Dalil Alquran juga ada bagaimana menghadapi hoax atau berita bohong?
Dalam hukum Islam, ada tulisan, "Hai orang-orang yang beriman, jika datang
kepadamu orang fasik membawa suatu berita, maka periksalah dengan teliti agar
kamu tidak menimpakan suatu musibah kepada suatu kaum tanpa mengetahui
keadaannya yang menyebabkan kamu menyesal atas perbuatanmu itu." (QS. Al
Hujurat: 6).
Makanya kita harus hati-hati, apalagi terkait informasi yang bisa memicu
sentimen kesukuan atau keagamaan. Ini kan berbahaya sekali.
Pemerintah sedang mengawasi situs-situs radikal atau garis keras. Tapi ada
yang berpendapat memblokir situs radikal sama saja saja dengan memblokir situs
Islam. Bagaimana?
Media Islam itu berbeda dengan media radikal. Media Islam itu tidak boleh
bohong. Islam melarang bohong. Dia tidak boleh menulis berita palsu. Kita harus
bedakan.
Freedom of expression---saya kira kelompok-kelompok Islam, termasuk FPI
dia juga punya hak menyuarakan pandangannya. Sejauh pandangannya tidak
mengancam hak dasar hidup orang lain. Tapi kalau bicara soal hoax, ini
tidak ada kaitannya dengan freedom of speech atau freedom of expression.
Hoax ini domainnya adalah berita, bukan pendapat. Berita itu harus faktual,
nggak boleh bohong. Lawannya hoax ya berita yang benar. Fakta atau
fiksi. Kalau berpendapat, kita boleh saja beda pendapat. Tapi hoax itu
nggak boleh.
Kategori radikal ini, pemerintah juga harus meng-clear-kan apa
kategorinya? Saya sendiri tidak begitu cocok dengan web-web tertentu, seperti
Arrahmah.com, atau VOA-Islam.com, yang sering mengglorifikasi (mengagungkan)

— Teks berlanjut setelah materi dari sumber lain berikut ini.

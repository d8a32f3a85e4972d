// Configuration types module
// Defines all configuration-related data structures

use serde::Deserialize;

/// Main configuration structure
///
/// Built once at startup and treated as read-only for the process lifetime.
/// Passed explicitly (behind an `Arc`) to the router and handler.
#[derive(Debug, Deserialize, Clone)]
pub struct Config {
    pub server: ServerConfig,
    pub serve: ServeConfig,
    pub logging: LoggingConfig,
    pub performance: PerformanceConfig,
}

/// Server configuration
#[derive(Debug, Deserialize, Clone)]
pub struct ServerConfig {
    pub host: String,
    pub port: u16,
    pub workers: Option<usize>,
}

/// Static serving configuration
#[derive(Debug, Deserialize, Clone)]
pub struct ServeConfig {
    /// Directory whose contents are exposed over HTTP (the build output)
    pub root: String,
    /// Fallback document, relative to `root`
    pub fallback: String,
}

/// Logging configuration
#[derive(Debug, Deserialize, Clone)]
pub struct LoggingConfig {
    pub access_log: bool,
    /// Access log file path (optional, stdout if not set)
    #[serde(default)]
    pub access_log_file: Option<String>,
    /// Error log file path (optional, stderr if not set)
    #[serde(default)]
    pub error_log_file: Option<String>,
}

/// Performance configuration
#[derive(Debug, Deserialize, Clone)]
pub struct PerformanceConfig {
    pub keep_alive_timeout: u64,
    pub read_timeout: u64,
    pub write_timeout: u64,
}
// Signal handling module
//
// SIGINT (Ctrl+C) and SIGTERM both request a graceful stop: the accept
// loop exits, in-flight connections finish in their own tasks, and the
// process exits 0.

use std::sync::Arc;
use tokio::sync::Notify;

/// Start the shutdown signal listener (Unix)
///
/// Returns a `Notify` that receives a permit when a shutdown signal
/// arrives, so the accept loop observes it even between `select!` polls.
#[cfg(unix)]
#[must_use]
pub fn start_signal_handler() -> Arc<Notify> {
    use tokio::signal::unix::{signal, SignalKind};

    let shutdown = Arc::new(Notify::new());
    let notify = Arc::clone(&shutdown);

    tokio::spawn(async move {
        let mut sigterm = match signal(SignalKind::terminate()) {
            Ok(s) => s,
            Err(e) => {
                crate::logger::log_error(&format!("Failed to register SIGTERM handler: {e}"));
                return;
            }
        };
        let mut sigint = match signal(SignalKind::interrupt()) {
            Ok(s) => s,
            Err(e) => {
                crate::logger::log_error(&format!("Failed to register SIGINT handler: {e}"));
                return;
            }
        };

        tokio::select! {
            _ = sigterm.recv() => {}
            _ = sigint.recv() => {}
        }
        notify.notify_one();
    });

    shutdown
}

/// Windows fallback: only Ctrl+C is supported
#[cfg(not(unix))]
#[must_use]
pub fn start_signal_handler() -> Arc<Notify> {
    let shutdown = Arc::new(Notify::new());
    let notify = Arc::clone(&shutdown);

    tokio::spawn(async move {
        if tokio::signal::ctrl_c().await.is_ok() {
            notify.notify_one();
        }
    });

    shutdown
}
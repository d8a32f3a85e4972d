//! Log writer module
//!
//! Thread-safe log writing to stdout/stderr or configured files. Targets
//! are fixed at startup; there is no runtime reconfiguration.

use std::fs::{File, OpenOptions};
use std::io::{self, Write};
use std::path::Path;
use std::sync::{Mutex, OnceLock};

/// Global log writer instance
static LOG_WRITER: OnceLock<LogWriter> = OnceLock::new();

/// Log output target
enum LogTarget {
    Stdout,
    Stderr,
    File(Mutex<File>),
}

impl LogTarget {
    fn write_line(&self, message: &str) {
        match self {
            Self::Stdout => println!("{message}"),
            Self::Stderr => eprintln!("{message}"),
            Self::File(file) => {
                if let Ok(mut f) = file.lock() {
                    let _ = writeln!(f, "{message}");
                }
            }
        }
    }
}

/// Thread-safe log writer
pub struct LogWriter {
    access: LogTarget,
    error: LogTarget,
}

impl LogWriter {
    fn new(access_log_file: Option<&str>, error_log_file: Option<&str>) -> io::Result<Self> {
        let access = match access_log_file {
            Some(path) => LogTarget::File(Mutex::new(open_log_file(path)?)),
            None => LogTarget::Stdout,
        };
        let error = match error_log_file {
            Some(path) => LogTarget::File(Mutex::new(open_log_file(path)?)),
            None => LogTarget::Stderr,
        };
        Ok(Self { access, error })
    }

    /// Write to the access log target
    pub fn write_access(&self, message: &str) {
        self.access.write_line(message);
    }

    /// Write an informational message (access log target)
    pub fn write_info(&self, message: &str) {
        self.access.write_line(message);
    }

    /// Write to the error log target
    pub fn write_error(&self, message: &str) {
        self.error.write_line(message);
    }
}

/// Open or create a log file for appending
fn open_log_file(path: &str) -> io::Result<File> {
    if let Some(parent) = Path::new(path).parent() {
        if !parent.as_os_str().is_empty() {
            std::fs::create_dir_all(parent)?;
        }
    }
    OpenOptions::new().create(true).append(true).open(path)
}

/// Initialize the global log writer
///
/// Called once at application startup, before any request is served.
pub fn init(access_log_file: Option<&str>, error_log_file: Option<&str>) -> io::Result<()> {
    let writer = LogWriter::new(access_log_file, error_log_file)?;
    LOG_WRITER.set(writer).map_err(|_| {
        io::Error::new(
            io::ErrorKind::AlreadyExists,
            "Log writer already initialized",
        )
    })
}

/// Get the global log writer, if initialized
pub fn get() -> Option<&'static LogWriter> {
    LOG_WRITER.get()
}
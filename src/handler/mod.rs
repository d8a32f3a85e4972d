//! Request handler module
//!
//! Request entry point plus the static transfer layer it delegates to.
//! The routing policy itself lives in [`crate::routing`] and stays
//! independently testable.

pub mod router;
pub mod static_files;

// Re-export main entry point
pub use router::handle_request;
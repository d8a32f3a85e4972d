// Connection handling module
// Accepts a TCP connection and serves HTTP/1.1 on it in a spawned task

use hyper::server::conn::http1;
use hyper::service::service_fn;
use hyper_util::rt::TokioIo;
use std::net::SocketAddr;
use std::sync::Arc;

use crate::config::Config;
use crate::handler;
use crate::logger;

/// Accept a connection and hand it to a spawned serving task.
///
/// Requests on one connection never block another; each task only shares
/// the immutable configuration.
pub fn accept_connection(stream: tokio::net::TcpStream, peer_addr: SocketAddr, config: &Arc<Config>) {
    handle_connection(stream, Arc::clone(config), peer_addr);
}

/// Serve a single connection:
/// 1. Wrap the TCP stream in `TokioIo`
/// 2. Configure HTTP/1.1 keep-alive from the performance settings
/// 3. Serve requests through the router
/// 4. Bound the whole connection by the configured timeout
fn handle_connection(stream: tokio::net::TcpStream, config: Arc<Config>, peer_addr: SocketAddr) {
    tokio::spawn(async move {
        let io = TokioIo::new(stream);

        let keep_alive_timeout = config.performance.keep_alive_timeout;
        let timeout_duration = std::time::Duration::from_secs(std::cmp::max(
            config.performance.read_timeout,
            config.performance.write_timeout,
        ));

        let mut builder = http1::Builder::new();
        if keep_alive_timeout > 0 {
            builder.keep_alive(true);
        }

        let service_config = Arc::clone(&config);
        let conn = builder.serve_connection(
            io,
            service_fn(move |req| {
                let config = Arc::clone(&service_config);
                async move { handler::handle_request(req, config, peer_addr).await }
            }),
        );

        match tokio::time::timeout(timeout_duration, conn).await {
            Ok(Ok(())) => {}
            Ok(Err(err)) => logger::log_connection_error(&err),
            Err(_) => {
                logger::log_warning(&format!(
                    "Connection from {peer_addr} timed out after {} seconds",
                    timeout_duration.as_secs()
                ));
            }
        }
    });
}
//! HTTP response building module
//!
//! Builders for the status codes the server emits. Every builder routes
//! through [`cors`], so the permissive cross-origin headers are an
//! invariant of every response regardless of path or outcome.

use http_body_util::Full;
use hyper::body::Bytes;
use hyper::Response;

use super::cache::CachePolicy;

/// Attach the permissive CORS headers used for local testing across
/// devices and ports. Not a production security posture.
fn cors(builder: hyper::http::response::Builder) -> hyper::http::response::Builder {
    builder
        .header("Access-Control-Allow-Origin", "*")
        .header("Access-Control-Allow-Methods", "GET, POST, OPTIONS")
        .header("Access-Control-Allow-Headers", "*")
}

/// Build 304 Not Modified response
#[must_use]
pub fn build_304_response(etag: &str) -> Response<Full<Bytes>> {
    cors(Response::builder())
        .status(304)
        .header("ETag", etag)
        .header("Cache-Control", CachePolicy::Asset.cache_control())
        .body(Full::new(Bytes::new()))
        .unwrap_or_else(|e| {
            log_build_error("304", &e);
            Response::new(Full::new(Bytes::new()))
        })
}

/// Build 404 Not Found response
#[must_use]
pub fn build_404_response() -> Response<Full<Bytes>> {
    cors(Response::builder())
        .status(404)
        .header("Content-Type", "text/plain")
        .body(Full::new(Bytes::from("404 Not Found")))
        .unwrap_or_else(|e| {
            log_build_error("404", &e);
            Response::new(Full::new(Bytes::from("404 Not Found")))
        })
}

/// Build 405 Method Not Allowed response
#[must_use]
pub fn build_405_response() -> Response<Full<Bytes>> {
    cors(Response::builder())
        .status(405)
        .header("Content-Type", "text/plain")
        .header("Allow", "GET, HEAD, OPTIONS")
        .body(Full::new(Bytes::from("405 Method Not Allowed")))
        .unwrap_or_else(|e| {
            log_build_error("405", &e);
            Response::new(Full::new(Bytes::from("405 Method Not Allowed")))
        })
}

/// Build OPTIONS response (CORS preflight)
#[must_use]
pub fn build_options_response() -> Response<Full<Bytes>> {
    cors(Response::builder())
        .status(204)
        .header("Allow", "GET, HEAD, OPTIONS")
        .body(Full::new(Bytes::new()))
        .unwrap_or_else(|e| {
            log_build_error("OPTIONS", &e);
            Response::new(Full::new(Bytes::new()))
        })
}

/// Build 416 Range Not Satisfiable response
#[must_use]
pub fn build_416_response(file_size: usize) -> Response<Full<Bytes>> {
    cors(Response::builder())
        .status(416)
        .header("Content-Type", "text/plain")
        .header("Content-Range", format!("bytes */{file_size}"))
        .body(Full::new(Bytes::from("Range Not Satisfiable")))
        .unwrap_or_else(|e| {
            log_build_error("416", &e);
            Response::new(Full::new(Bytes::from("Range Not Satisfiable")))
        })
}

/// Build a full-content 200 response under the given cache policy
///
/// Asset responses get `ETag`/`Accept-Ranges` so revalidation and range
/// requests work. No-store responses get the cache-defeating trio and no
/// validators; those documents must always travel in full.
#[must_use]
pub fn build_full_response(
    data: Bytes,
    content_type: &str,
    etag: &str,
    policy: CachePolicy,
    is_head: bool,
) -> Response<Full<Bytes>> {
    let content_length = data.len();
    let body = if is_head { Bytes::new() } else { data };

    let mut builder = cors(Response::builder())
        .status(200)
        .header("Content-Type", content_type)
        .header("Content-Length", content_length)
        .header("Cache-Control", policy.cache_control());

    if policy.wants_legacy_no_cache_headers() {
        builder = builder.header("Pragma", "no-cache").header("Expires", "0");
    } else {
        builder = builder
            .header("Accept-Ranges", "bytes")
            .header("ETag", etag);
    }

    builder.body(Full::new(body)).unwrap_or_else(|e| {
        log_build_error("200", &e);
        Response::new(Full::new(Bytes::new()))
    })
}

/// Build 206 Partial Content response for an asset range request
#[must_use]
pub fn build_partial_response(
    data: Bytes,
    content_type: &str,
    etag: &str,
    start: usize,
    end: usize,
    total_size: usize,
    is_head: bool,
) -> Response<Full<Bytes>> {
    let content_length = end - start + 1;
    let body = if is_head { Bytes::new() } else { data };

    cors(Response::builder())
        .status(206)
        .header("Content-Type", content_type)
        .header("Content-Length", content_length)
        .header("Content-Range", format!("bytes {start}-{end}/{total_size}"))
        .header("Accept-Ranges", "bytes")
        .header("ETag", etag)
        .header("Cache-Control", CachePolicy::Asset.cache_control())
        .body(Full::new(body))
        .unwrap_or_else(|e| {
            log_build_error("206", &e);
            Response::new(Full::new(Bytes::new()))
        })
}

/// Log response build error
fn log_build_error(status: &str, error: &hyper::http::Error) {
    crate::logger::log_error(&format!("Failed to build {status} response: {error}"));
}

teroris. Artikel-artikelnya sering mengkampanyekan sentimen kebencian. Tapi
buat saya, mereka juga punya hak bersuara lewat artikelnya.
Meski begitu, artikel mereka yang mengandung hoax ya harus diblokir,
tapi bukan pada portal keseluruhan. Blokir hanya diberlakukan pada artikel
tertentu yang dianggap mengandung hoax atau dianggap melanggar hukum.
Tapi domain dia harus dihargai, dia tetap punya hak bersuara. Hak berorganisasi
dan seterusnya.
NU misalnya nggak cocok dengan wahabi, tapi kan kami nggak bisa kampanye
web-web Wahabi ditutup, kan nggak boleh.
Bagaimana pedoman sederhana berita hoax atau bukan?
Sederhana. Kalau berita itu tidak ada faktanya, itu hoax. Untuk
membuktikan bahwa itu hoax atau tidak itu kan harus ada cek-ricek dan
verifikasi. Ini memang orang awam tidak mudah memahaminya, jadi kita butuh
kelompok-kelompok tertentu, seperti jurnalis atau panel khusus yang bekerja
menjelaskan pada masyarakat, bahwa ini hoax, ini bukan. Di dunia kan
ada, ada HoaxBuster.com, ada juga museum hoax (hoaxes.org).
Munculnya masyarakat antihoax juga salah satu ikhtiar untuk mengerjakan hal-hal
seperti itu.
Kalau di NU, kita misalnya menulis atau merilis web-web yang tidak sesuai
dengan NU, bahwa itu tidak harus dipercaya atau dijadikan sumber oleh
orang-orang NU. Karena mengandung Trojan kebencian.